Stored data:
━━━━━━━━

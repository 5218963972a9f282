//! Drawing and encoding.
//!
//! Text is rasterized with [`fontdue`] and alpha-blended onto RGBA canvases.
//! Output images are encoded with the `image` crate; the file extension of
//! the output path selects JPEG or PNG.

use std::fs::{self, File};
use std::io::BufWriter;
use std::path::{Path, PathBuf};

use fontdue::layout::{CoordinateSystem, Layout as GlyphLayout, LayoutSettings, TextStyle as GlyphRun};
use fontdue::{Font, FontSettings};
use image::codecs::jpeg::JpegEncoder;
use image::{DynamicImage, ImageFormat, Rgb, Rgba, RgbaImage};

use crate::configuration::{Corner, TextStyle};
use crate::error::ShotgridError;

/// Largest width or height a baseline JPEG can carry.
pub const JPEG_MAX_DIMENSION: u32 = 65_500;

const FONT_SEARCH_PATHS: &[&str] = &[
    "/usr/share/fonts/truetype/dejavu/DejaVuSans.ttf",
    "/usr/share/fonts/TTF/DejaVuSans.ttf",
    "/usr/share/fonts/dejavu/DejaVuSans.ttf",
    "/usr/share/fonts/dejavu-sans-fonts/DejaVuSans.ttf",
    "/usr/local/share/fonts/DejaVuSans.ttf",
    "/Library/Fonts/DejaVuSans.ttf",
    "/System/Library/Fonts/Supplemental/Arial.ttf",
    "C:\\Windows\\Fonts\\DejaVuSans.ttf",
    "C:\\Windows\\Fonts\\arial.ttf",
];

/// A pixel rectangle.
#[derive(Debug, Clone, Copy, PartialEq, Eq)]
pub struct Rect {
    /// Left edge.
    pub x: u32,
    /// Top edge.
    pub y: u32,
    /// Width.
    pub width: u32,
    /// Height.
    pub height: u32,
}

impl Rect {
    /// The whole of an image.
    pub fn of(image: &RgbaImage) -> Self {
        Self {
            x: 0,
            y: 0,
            width: image.width(),
            height: image.height(),
        }
    }
}

/// Parse `RRGGBB` (optionally prefixed with `#`).
pub fn parse_color(value: &str) -> Result<Rgb<u8>, ShotgridError> {
    let hex = value.trim().trim_start_matches('#');
    let invalid = || ShotgridError::InvalidOption(format!("invalid color {value:?}; expected RRGGBB"));
    if hex.len() != 6 {
        return Err(invalid());
    }
    let packed = u32::from_str_radix(hex, 16).map_err(|_| invalid())?;
    Ok(Rgb([(packed >> 16) as u8, (packed >> 8) as u8, packed as u8]))
}

/// Points to pixels at 96 dpi.
fn pixel_size(points: f32) -> f32 {
    points * 96.0 / 72.0
}

/// A loaded TrueType font.
pub struct TextRenderer {
    font: Font,
}

impl TextRenderer {
    /// Parse font data.
    pub fn from_bytes(bytes: Vec<u8>) -> Result<Self, ShotgridError> {
        let font = Font::from_bytes(bytes, FontSettings::default())
            .map_err(|error| ShotgridError::Font(error.to_string()))?;
        Ok(Self { font })
    }

    /// Load a font file.
    pub fn from_file(path: &Path) -> Result<Self, ShotgridError> {
        let bytes = fs::read(path)
            .map_err(|error| ShotgridError::Font(format!("{}: {error}", path.display())))?;
        Self::from_bytes(bytes)
    }

    /// Load `explicit`, or the first font found in the usual system places.
    ///
    /// A missing explicit font is an error. When nothing is configured and
    /// nothing is found, returns `None` so the caller can go without text.
    pub fn locate(explicit: Option<&Path>) -> Result<Option<Self>, ShotgridError> {
        if let Some(path) = explicit {
            return Self::from_file(path).map(Some);
        }
        let Some(found) = FONT_SEARCH_PATHS
            .iter()
            .map(PathBuf::from)
            .find(|candidate| candidate.is_file())
        else {
            log::warn!("no font found; timestamps and info text are disabled (see --font)");
            return Ok(None);
        };
        log::debug!("using font {}", found.display());
        Self::from_file(&found).map(Some)
    }

    fn layout(&self, text: &str, points: f32) -> GlyphLayout {
        let mut layout = GlyphLayout::new(CoordinateSystem::PositiveYDown);
        layout.reset(&LayoutSettings::default());
        layout.append(&[&self.font], &GlyphRun::new(text, pixel_size(points), 0));
        layout
    }

    /// Width and height of `text` rendered at `points`.
    pub fn measure_block(&self, text: &str, points: f32) -> (u32, u32) {
        if text.is_empty() {
            return (0, 0);
        }
        let layout = self.layout(text, points);
        let width = layout
            .glyphs()
            .iter()
            .map(|glyph| glyph.x + glyph.width as f32)
            .fold(0.0_f32, f32::max);
        (width.ceil() as u32, layout.height().ceil() as u32)
    }

    /// Distance kept between text and the edge of its area: 30% of the
    /// text height, at least one pixel.
    pub fn padding(&self, points: f32) -> u32 {
        let (_, height) = self.measure_block("SAMPLE", points);
        ((height as f32 * 0.3).round() as u32).max(1)
    }

    /// Draw `text` into `area` of `canvas`, anchored at `style.corner`,
    /// `margin + padding` pixels away from the edges.
    pub fn draw(&self, canvas: &mut RgbaImage, area: Rect, text: &str, style: &TextStyle, margin: u32) {
        if text.is_empty() {
            return;
        }
        let (width, height) = self.measure_block(text, style.size);
        let inset = (margin + self.padding(style.size)) as i64;
        let left = area.x as i64 + inset;
        let right = area.x as i64 + area.width as i64 - width as i64 - inset;
        let top = area.y as i64 + inset;
        let bottom = area.y as i64 + area.height as i64 - height as i64 - inset;

        let (x, y) = match style.corner {
            Corner::LowerLeft => (left, bottom),
            Corner::LowerRight => (right, bottom),
            Corner::UpperRight => (right, top),
            Corner::UpperLeft => (left, top),
        };

        if let Some(shadow) = style.shadow {
            let (shadow_at, text_at) = match style.corner {
                Corner::LowerLeft => ((x + 1, y), (x, y - 1)),
                Corner::LowerRight => ((x, y), (x - 1, y - 1)),
                Corner::UpperRight => ((x, y + 1), (x - 1, y)),
                Corner::UpperLeft => ((x + 1, y + 1), (x, y)),
            };
            self.blit(canvas, area, text, style.size, shadow_at, shadow);
            self.blit(canvas, area, text, style.size, text_at, style.color);
        } else {
            self.blit(canvas, area, text, style.size, (x, y), style.color);
        }
    }

    fn blit(
        &self,
        canvas: &mut RgbaImage,
        clip: Rect,
        text: &str,
        points: f32,
        origin: (i64, i64),
        color: Rgb<u8>,
    ) {
        let layout = self.layout(text, points);
        let clip_right = (clip.x + clip.width).min(canvas.width()) as i64;
        let clip_bottom = (clip.y + clip.height).min(canvas.height()) as i64;

        for glyph in layout.glyphs() {
            if glyph.width == 0 || glyph.height == 0 {
                continue;
            }
            let (_, coverage) = self.font.rasterize_config(glyph.key);
            let glyph_x = origin.0 + glyph.x.round() as i64;
            let glyph_y = origin.1 + glyph.y.round() as i64;

            for row in 0..glyph.height {
                let y = glyph_y + row as i64;
                if y < clip.y as i64 || y >= clip_bottom {
                    continue;
                }
                for column in 0..glyph.width {
                    let x = glyph_x + column as i64;
                    if x < clip.x as i64 || x >= clip_right {
                        continue;
                    }
                    let alpha = coverage[row * glyph.width + column];
                    if alpha == 0 {
                        continue;
                    }
                    blend(canvas.get_pixel_mut(x as u32, y as u32), color, alpha);
                }
            }
        }
    }
}

/// Alpha-blend `color` with `coverage` over `pixel`.
fn blend(pixel: &mut Rgba<u8>, color: Rgb<u8>, coverage: u8) {
    let alpha = coverage as u32;
    for channel in 0..3 {
        let under = pixel[channel] as u32;
        pixel[channel] = ((color[channel] as u32 * alpha + under * (255 - alpha)) / 255) as u8;
    }
    pixel[3] = pixel[3].max(coverage);
}

/// Encode `canvas` to `path`.
///
/// `.jpg`/`.jpeg` produce an opaque JPEG at `jpeg_quality`; anything else is
/// written as PNG, keeping the alpha channel only when `keep_alpha` is set.
pub fn save_canvas(
    canvas: &RgbaImage,
    path: &Path,
    jpeg_quality: u8,
    keep_alpha: bool,
) -> Result<(), ShotgridError> {
    let extension = path
        .extension()
        .map(|extension| extension.to_string_lossy().to_ascii_lowercase())
        .unwrap_or_default();

    if extension == "jpg" || extension == "jpeg" {
        if canvas.width() > JPEG_MAX_DIMENSION || canvas.height() > JPEG_MAX_DIMENSION {
            return Err(ShotgridError::CanvasTooLarge {
                width: canvas.width(),
                height: canvas.height(),
                limit: JPEG_MAX_DIMENSION,
            });
        }
        let rgb = DynamicImage::ImageRgba8(canvas.clone()).to_rgb8();
        let writer = BufWriter::new(File::create(path)?);
        JpegEncoder::new_with_quality(writer, jpeg_quality).encode_image(&rgb)?;
    } else if keep_alpha {
        canvas.save_with_format(path, ImageFormat::Png)?;
    } else {
        let rgb = DynamicImage::ImageRgba8(canvas.clone()).to_rgb8();
        rgb.save_with_format(path, ImageFormat::Png)?;
    }

    log::debug!("saved {}x{} image to {}", canvas.width(), canvas.height(), path.display());
    Ok(())
}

━━━━━━━━

PROBLEM STATEMENT
Copy every line from the entries that contains the word "display".

SOLVED EXERCISE
            .map_err(|error| ShotgridError::Font(format!("{}: {error}", path.display())))?;
        log::debug!("using font {}", found.display());
    log::debug!("saved {}x{} image to {}", canvas.width(), canvas.height(), path.display());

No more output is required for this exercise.